Predictive performance of two software packages (USC*PACK PC and Abbott PKS system) for the individualization of amikacin dosage in intensive care unit patients.

T Gauthier1, B Lacarelle, F Marre, P H Villard, J Catalin, A Durand.   

Abstract

Many dosing methods (nomogram, pharmacokinetic methods, Bayesian methods) can be used for the individualization of amikacin dosing. Among these methods, it is now well known that the Bayesian method provides a rapid and accurate means for individualizing dosage requirements for patients with diverse pharmacokinetic profiles. However, one problem has not been fully resolved. Should we use population-based parameters reflecting the patient population being monitored or should we used general population parameters? The aim of this study was to answer this question using two widely used software programs (USC*PACK PC and Abbott PKS system) and two different population parameters sets. Predictive performance of these methods was assessed with respect to the prediction of amikacin serum concentrations in intensive care unit (ICU) patients.
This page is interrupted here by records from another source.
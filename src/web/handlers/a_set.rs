//! Web handlers for the sequence-memory (A-Set) battery

use actix_web::{web, HttpRequest, HttpResponse, Responder};

use crate::core::coordinator::{PracticeOutcome, ProblemStep};
use crate::core::error::BatteryError;
use crate::web::handlers::{error_response, session_id};
use crate::web::models::{AnswerRequest, StatusResponse};
use crate::web::server::AppState;

/// Issue a practice problem
pub async fn practice_problem(req: HttpRequest, data: web::Data<AppState>) -> impl Responder {
    let session = match session_id(&req) {
        Ok(session) => session,
        Err(e) => return error_response(&e),
    };

    match data.coordinator.practice_problem(&session).await {
        Ok(problem) => HttpResponse::Ok().json(problem),
        Err(e) => error_response(&e),
    }
}

/// Check a practice answer
pub async fn practice_answer(
    req: HttpRequest,
    data: web::Data<AppState>,
    body: web::Json<serde_json::Value>,
) -> impl Responder {
    let result: Result<PracticeOutcome, BatteryError> = async {
        let session = session_id(&req)?;
        let request = AnswerRequest::from_value(body.into_inner())?;
        data.coordinator.submit_practice_answer(&session, &request.answer).await
    }
    .await;

    match result {
        Ok(PracticeOutcome::Correct) => HttpResponse::Ok().json(StatusResponse::new(
            "correct",
            Some("Correct! You can start the main test."),
        )),
        Ok(PracticeOutcome::Incorrect) => HttpResponse::Ok().json(StatusResponse::new(
            "incorrect",
            Some("Not quite. Watch the sequence again."),
        )),
        Err(e) => error_response(&e),
    }
}

/// Issue the next scored problem, or report completion
pub async fn next_problem(req: HttpRequest, data: web::Data<AppState>) -> impl Responder {
    let session = match session_id(&req) {
        Ok(session) => session,
        Err(e) => return error_response(&e),
    };

    match data.coordinator.next_problem(&session).await {
        Ok(ProblemStep::Problem(issued)) => HttpResponse::Ok().json(issued),
        Ok(ProblemStep::Completed { next_target }) => HttpResponse::Ok().json(StatusResponse {
            status: "completed".to_string(),
            message: Some("Sequence memory test complete.".to_string()),
            next_target: Some(next_target),
        }),
        Err(e) => error_response(&e),
    }
}

/// Score an answer to the outstanding scored problem
pub async fn submit_answer(
    req: HttpRequest,
    data: web::Data<AppState>,
    body: web::Json<serde_json::Value>,
) -> impl Responder {
    let result: Result<(), BatteryError> = async {
        let session = session_id(&req)?;
        let request = AnswerRequest::from_value(body.into_inner())?;
        data.coordinator.submit_answer(&session, &request.answer).await
    }
    .await;

    match result {
        Ok(()) => HttpResponse::Ok().json(StatusResponse::new("next_problem", None)),
        Err(e) => error_response(&e),
    }
}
Our results show that the differences between predicted and measured concentrations were unbiased when the population parameters used were adequate. Precision values were comparable with previously reported values. The predictive performance of the two tested software programs are very comparable in ICU patients. In addition, we demonstrated that performance can be enhanced when using population-based parameters which reflect the patient population being monitored. It is therefore advisable for each user to properly characterize each particular patient population.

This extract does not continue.